Srebarna Nature Reserve protects an important example of a type of wetland that was widespread in Bulgaria in the past. It shelters a diversity of plant and animal species, which are increasingly threatened. The wetland is an important breeding, staging and wintering site for a large number of birds. Floating reed bed islands and flooded willow woodlands provide important bird breeding areas. In the lake's northern end the reed beds gradually give way to wet meadows. In the north-western end of the lake and along the Danube there are belts of riverine forest with single old trees of White Willow.
The rich bird life at Srebarna Nature Reserve is the basis for its international significance. The property holds populations of birds that are considered critical to species survival. It hosts the only colony of Dalmatian Pelican in Bulgaria, as well as the largest breeding populations of four more globally threatened species: Pygmy Cormorant, Ferruginous Duck, White-tailed Eagle and Corncrake. Srebarna is also of European value importance in supporting Little Bittern Night Heron, Squacco Heron, Little Egret, Great White Egret, Purple Heron, Glossy ibis, Spoonbill and Ruddy shelduck. Three species of terns also can be found here. Globally threatened are Pygmy Cormorant and Red-breasted Goose, which can be seen in the Reserve, as well as the wintering populations of White-fronted Goose, Greylag Goose and Fieldfare, which are also notable. In total, the property provides critical habitat that supports 173 bird species, 78 species of which are of European conservation concern, and nine being listed as globally threatened.
The property includes the largest lake left after drainage of the marshy zone along the Danube and was connected to the river until a dyke was built in 1949. Its current situation is therefore not completely natural and is maintained by water management measures.
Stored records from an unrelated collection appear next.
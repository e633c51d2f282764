//! Entity database records, lookup hits, and callbook records.

use std::collections::BTreeSet;

use serde::{Deserialize, Serialize};

use crate::{
    index::EntityMaskIndex,
    types::{Correlation, DxccId, EntityKind, Sequence, SignFlag, SpotId},
};

/// One prefix record as delivered by a database loader.
#[derive(Debug, Clone, PartialEq, Eq, Default, Serialize, Deserialize)]
#[serde(default)]
pub struct EntityRecord {
    /// Full label, e.g. `3B6.3B7`.
    pub label: String,
    /// Record kind.
    pub kind: EntityKind,
    /// Country name.
    pub country: String,
    /// Province or call-area description.
    pub province: String,
    /// City.
    pub city: String,
    /// DXCC entity number.
    pub dxcc: DxccId,
    /// CQ zones.
    pub cq_zones: BTreeSet<u32>,
    /// ITU zones.
    pub itu_zones: BTreeSet<u32>,
    /// Continent code.
    pub continent: String,
    /// Time zone offset text.
    pub time_zone: String,
    /// Latitude text.
    pub latitude: String,
    /// Longitude text.
    pub longitude: String,
    /// WAE entity number, 0 when none.
    pub wae: u32,
    /// WAP entity.
    pub wap: String,
    /// First-level administrative id.
    pub admin1: String,
    /// Second-level administrative id.
    pub admin2: String,
    /// Validity start date.
    pub start_date: String,
    /// Validity end date.
    pub end_date: String,
    /// Free comment.
    pub comment: String,
    /// IOTA flag.
    pub is_iota: bool,
    /// Raw compact mask expressions.
    pub masks: Vec<String>,
}

/// Lookup result for one call sign and one matching entity.
#[derive(Debug, Clone, PartialEq, Eq, Hash, Default, Serialize, Deserialize)]
pub struct Hit {
    /// Call sign as queried, after cleanup.
    pub call: String,
    /// Kind of the matched record.
    pub kind: EntityKind,
    /// Country name.
    pub country: String,
    /// Province or call-area description.
    pub province: String,
    /// City.
    pub city: String,
    /// County, callbook only.
    pub county: String,
    /// DXCC entity number.
    pub dxcc: DxccId,
    /// CQ zones.
    pub cq_zones: BTreeSet<u32>,
    /// ITU zones.
    pub itu_zones: BTreeSet<u32>,
    /// Continent code.
    pub continent: String,
    /// Time zone offset text.
    pub time_zone: String,
    /// Latitude text.
    pub latitude: String,
    /// Longitude text.
    pub longitude: String,
    /// WAE entity number.
    pub wae: u32,
    /// WAP entity.
    pub wap: String,
    /// First-level administrative id.
    pub admin1: String,
    /// Second-level administrative id.
    pub admin2: String,
    /// Validity start date.
    pub start_date: String,
    /// Validity end date.
    pub end_date: String,
    /// IOTA flag.
    pub is_iota: bool,
    /// Free comment.
    pub comment: String,
    /// Maidenhead grid, callbook only.
    pub grid: String,
    /// LoTW user, callbook only.
    pub lotw: bool,
    /// Flags derived from the call sign modifiers.
    pub flags: BTreeSet<SignFlag>,
    /// Caller spot id.
    pub spot_id: SpotId,
    /// Caller sequence number.
    pub sequence: Sequence,
}

impl Hit {
    /// Builds a hit from a matched entity.
    pub fn from_entity(
        call: &str,
        entity: &EntityMaskIndex,
        flags: &BTreeSet<SignFlag>,
        correlation: Correlation,
    ) -> Self {
        let r = entity.record();
        Self {
            call: call.to_string(),
            kind: r.kind,
            country: r.country.clone(),
            province: r.province.clone(),
            city: r.city.clone(),
            county: String::new(),
            dxcc: r.dxcc,
            cq_zones: r.cq_zones.clone(),
            itu_zones: r.itu_zones.clone(),
            continent: r.continent.clone(),
            time_zone: r.time_zone.clone(),
            latitude: r.latitude.clone(),
            longitude: r.longitude.clone(),
            wae: r.wae,
            wap: r.wap.clone(),
            admin1: r.admin1.clone(),
            admin2: r.admin2.clone(),
            start_date: r.start_date.clone(),
            end_date: r.end_date.clone(),
            is_iota: r.is_iota,
            comment: r.comment.clone(),
            grid: String::new(),
            lotw: false,
            flags: flags.clone(),
            spot_id: correlation.spot_id,
            sequence: correlation.sequence,
        }
    }

    /// Overwrites the correlation fields.
    pub fn correlate(&mut self, correlation: Correlation) {
        self.spot_id = correlation.spot_id;
        self.sequence = correlation.sequence;
    }
}

/// Authoritative record returned by an online callbook.
#[derive(Debug, Clone, PartialEq, Eq, Default, Serialize, Deserialize)]
#[serde(default)]
pub struct CallbookRecord {
    /// Call sign.
    pub call: String,
    /// Country name.
    pub country: String,
    /// DXCC entity number when known.
    pub dxcc: Option<DxccId>,
    /// City line.
    pub addr2: String,
    /// County.
    pub county: String,
    /// State or province.
    pub state: String,
    /// Latitude text.
    pub lat: String,
    /// Longitude text.
    pub lon: String,
    /// Maidenhead grid.
    pub grid: String,
    /// LoTW user.
    pub lotw: bool,
}

impl From<CallbookRecord> for Hit {
    fn from(value: CallbookRecord) -> Self {
        Self {
            call: value.call,
            kind: EntityKind::Dxcc,
            country: value.country,
            province: value.state,
            city: value.addr2,
            county: value.county,
            dxcc: value.dxcc.unwrap_or(0),
            latitude: value.lat,
            longitude: value.lon,
            grid: value.grid,
            lotw: value.lotw,
            ..Self::default()
        }
    }
}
In 1994 a channel was built between the lake and the Danube River in order to ensure the annual flow of Danube waters into the lake during the spring months. The Reserve is a strictly protected area, and only carefully-controlled scientific research, and conservation management activities are allowed to take place within it. The site is relatively small, and only if other areas are also protected, in the region and on bird migration routes, can the key species of Srebarna Nature Reserve be expected to survive.
The property is protected by a 673 ha buffer zone which was created in 2008. This consists of a portion of the Srebarna Nature Reserve that is not part of the World Heritage property and 419 ha of land surrounding the Srebarna Nature Reserve, which is located within an adjacent protected area known as Pelikanite. The aim of this buffer zone is to prevent and reduce negative human impacts on the reserve.
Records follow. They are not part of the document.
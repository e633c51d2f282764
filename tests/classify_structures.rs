mod common;

use callparser::{
    call::{classify, normalize},
    types::{CallStructureType as S, SignFlag},
};

#[test]
fn structure_types_against_fixture_dictionary() {
    let index = common::fixture_index();
    let dictionary = index.dictionary();
    let cases = [
        ("W4ABC", S::Call),
        ("w6op/4", S::CallDigit),
        ("W6OP/4/P", S::CallDigitPortable),
        ("W6OP/4/XYZ", S::CallDigitText),
        ("W6OP/P", S::CallPortable),
        ("W6OP/P/4", S::CallPortableDigit),
        ("W6OP/P/QRP", S::CallPortablePortable),
        ("DC3RJ/P/W3", S::CallPortablePrefix),
        ("W6OP/P/XYZ", S::CallPortableText),
        ("VE6LB/BY1PK", S::CallPrefix),
        ("DC3RJ/W3/P", S::CallPrefixPortable),
        ("TX4YKP/R", S::CallText),
        ("TJ/W6OP", S::PrefixCall),
        ("TJ/W6OP/P", S::PrefixCallPortable),
        ("TJ/W6OP/XYZ", S::PrefixCallText),
        ("BY1PK/VE6LB", S::Invalid),
        ("W6OP/P/QRP/X", S::Invalid),
    ];
    for (call, expected) in cases {
        let structure = classify(call, dictionary);
        assert_eq!(structure.structure_type(), expected, "{call}");
    }
}

#[test]
fn components_land_in_the_right_fields() {
    let index = common::fixture_index();
    let dictionary = index.dictionary();

    let s = classify("TJ/W6OP/P", dictionary);
    assert_eq!(s.base_call(), "W6OP");
    assert_eq!(s.prefix(), Some("TJ"));
    assert_eq!(s.suffix(), Some("P"));
    assert_eq!(s.search_term(), "TJ");

    let s = classify("W6OP/P/QRP", dictionary);
    assert_eq!(s.suffix(), Some("P/QRP"));
    assert!(s.flags().contains(&SignFlag::Portable));
    assert!(s.flags().contains(&SignFlag::Qrp));

    let s = classify("W6OP/MM", dictionary);
    assert!(s.flags().contains(&SignFlag::Maritime));
    assert_eq!(s.search_term(), "W6OP");
}

#[test]
fn normalization_trims_and_collapses() {
    assert_eq!(normalize("  w6op//p/ ").as_deref(), Some("W6OP/P"));
    assert_eq!(normalize("/kh0pr").as_deref(), Some("KH0PR"));
    assert_eq!(normalize("//"), None);
    assert_eq!(normalize("W6 OP"), None);
}
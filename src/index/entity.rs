use std::hash::{Hash, Hasher};

use crate::{
    mask::{expand_mask, CharSet, ExpandedMask},
    record::EntityRecord,
    types::{DxccId, EntityId, EntityKind},
};

use super::ConfigError;

/// Number of leading positions summarised by [`IndexKeys`].
pub const KEY_POSITIONS: usize = 4;

/// Union of every mask's first four slots; used to reject candidates cheaply.
#[derive(Debug, Clone, Copy, PartialEq, Eq, Default)]
pub struct IndexKeys([CharSet; KEY_POSITIONS]);

impl IndexKeys {
    fn from_masks(masks: &[ExpandedMask]) -> Self {
        let mut keys = [CharSet::EMPTY; KEY_POSITIONS];
        for mask in masks {
            for (key, slot) in keys.iter_mut().zip(mask.slots()) {
                *key = key.union(*slot);
            }
        }
        Self(keys)
    }

    /// Characters any mask accepts at `position`; empty past the last key.
    pub fn at(&self, position: usize) -> CharSet {
        self.0.get(position).copied().unwrap_or(CharSet::EMPTY)
    }

    /// Every checked position of `probe` is accepted by some mask.
    pub fn admits(&self, probe: &[u8]) -> bool {
        self.0
            .iter()
            .zip(probe)
            .all(|(key, c)| key.contains(*c))
    }
}

/// Which masks and which match rule a probe uses.
#[derive(Debug, Clone, Copy, PartialEq, Eq)]
pub enum ProbeMode {
    /// Full-length probe against masks that end in `.`.
    Closed,
    /// Probe against open masks of the same length.
    Open,
    /// Probe ending in `/` against portable masks.
    Portable,
}

/// Fields that decide whether two entities are the same hit.
#[derive(Debug, Clone, Copy, PartialEq, Eq, Hash)]
pub struct EntityIdentity<'a> {
    /// DXCC entity number.
    pub dxcc: DxccId,
    /// Province.
    pub province: &'a str,
    /// Main prefix.
    pub main_prefix: &'a str,
    /// City.
    pub city: &'a str,
    /// Full label.
    pub full_prefix: &'a str,
    /// Country.
    pub country: &'a str,
}

/// One entity with its masks expanded and its lookup keys precomputed.
#[derive(Debug, Clone)]
pub struct EntityMaskIndex {
    id: EntityId,
    record: EntityRecord,
    main_prefix: String,
    masks: Vec<ExpandedMask>,
    keys: IndexKeys,
}

impl EntityMaskIndex {
    /// Expands every mask of `record`.
    ///
    /// Masks are kept longest first with duplicates removed. DXCC records
    /// drop their province text.
    pub fn from_record(id: EntityId, mut record: EntityRecord) -> Result<Self, ConfigError> {
        let mut masks = Vec::with_capacity(record.masks.len());
        for raw in &record.masks {
            let mask = expand_mask(raw).map_err(|error| ConfigError::Mask {
                label: record.label.clone(),
                mask: raw.clone(),
                error,
            })?;
            if !masks.contains(&mask) {
                masks.push(mask);
            }
        }
        masks.sort_by(|a, b| b.len().cmp(&a.len()));

        if record.kind == EntityKind::Dxcc {
            record.province.clear();
        }
        let main_prefix = match record.label.split_once('.') {
            Some((_, rest)) => rest.to_string(),
            None => record.label.clone(),
        };
        let keys = IndexKeys::from_masks(&masks);
        Ok(Self {
            id,
            record,
            main_prefix,
            masks,
            keys,
        })
    }

    /// Position inside the owning index.
    pub fn id(&self) -> EntityId {
        self.id
    }

    /// The source record.
    pub fn record(&self) -> &EntityRecord {
        &self.record
    }

    /// Record kind.
    pub fn kind(&self) -> EntityKind {
        self.record.kind
    }

    /// Full label, e.g. `3B6.3B7`.
    pub fn full_prefix(&self) -> &str {
        &self.record.label
    }

    /// Label text after the first `.`, or the whole label.
    pub fn main_prefix(&self) -> &str {
        &self.main_prefix
    }

    /// Expanded masks, longest first.
    pub fn masks(&self) -> &[ExpandedMask] {
        &self.masks
    }

    /// Precomputed leading-position keys.
    pub fn index_keys(&self) -> &IndexKeys {
        &self.keys
    }

    /// Deduplication key.
    pub fn identity(&self) -> EntityIdentity<'_> {
        EntityIdentity {
            dxcc: self.record.dxcc,
            province: &self.record.province,
            main_prefix: &self.main_prefix,
            city: &self.record.city,
            full_prefix: &self.record.label,
            country: &self.record.country,
        }
    }

    /// Checks `probe` against the masks selected by `mode`.
    ///
    /// Returns `None` when nothing matches, otherwise whether a matching
    /// mask has only two slots.
    pub fn match_probe(&self, probe: &[u8], mode: ProbeMode) -> Option<bool> {
        let mut matched = false;
        let mut wildcard = false;
        for mask in &self.masks {
            let hit = match mode {
                ProbeMode::Closed => mask.matches_closed(probe),
                ProbeMode::Open => mask.matches_open(probe),
                ProbeMode::Portable => mask.matches_portable(probe),
            };
            if hit {
                matched = true;
                wildcard |= mask.len() == 2;
            }
        }
        matched.then_some(wildcard)
    }

    /// Longest leading run of `term` over the masks of one family.
    ///
    /// Portable mode ranks portable masks; the other modes rank the rest.
    pub fn rank(&self, term: &[u8], mode: ProbeMode) -> usize {
        self.masks
            .iter()
            .filter(|m| match mode {
                ProbeMode::Portable => m.is_portable(),
                ProbeMode::Closed | ProbeMode::Open => !m.is_portable_only(),
            })
            .map(|m| m.leading_run(term))
            .max()
            .unwrap_or(0)
    }
}

impl PartialEq for EntityMaskIndex {
    fn eq(&self, other: &Self) -> bool {
        self.identity() == other.identity()
    }
}

impl Eq for EntityMaskIndex {}

impl Hash for EntityMaskIndex {
    fn hash<H: Hasher>(&self, state: &mut H) {
        self.identity().hash(state);
    }
}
There are several legends about the origin of the lake's name. One of them speaks about a khan named Srebrist, who died in the neighbourhood whilst engaging in an unequal battle with the Pechenegs. Another legend tells about a boat full of silver (srebro in Bulgarian) along the shores of the lake. And moreover, according to a third one, which is regarded as most plausible, the name comes from the silvery reflections on the lake's surface during full moon.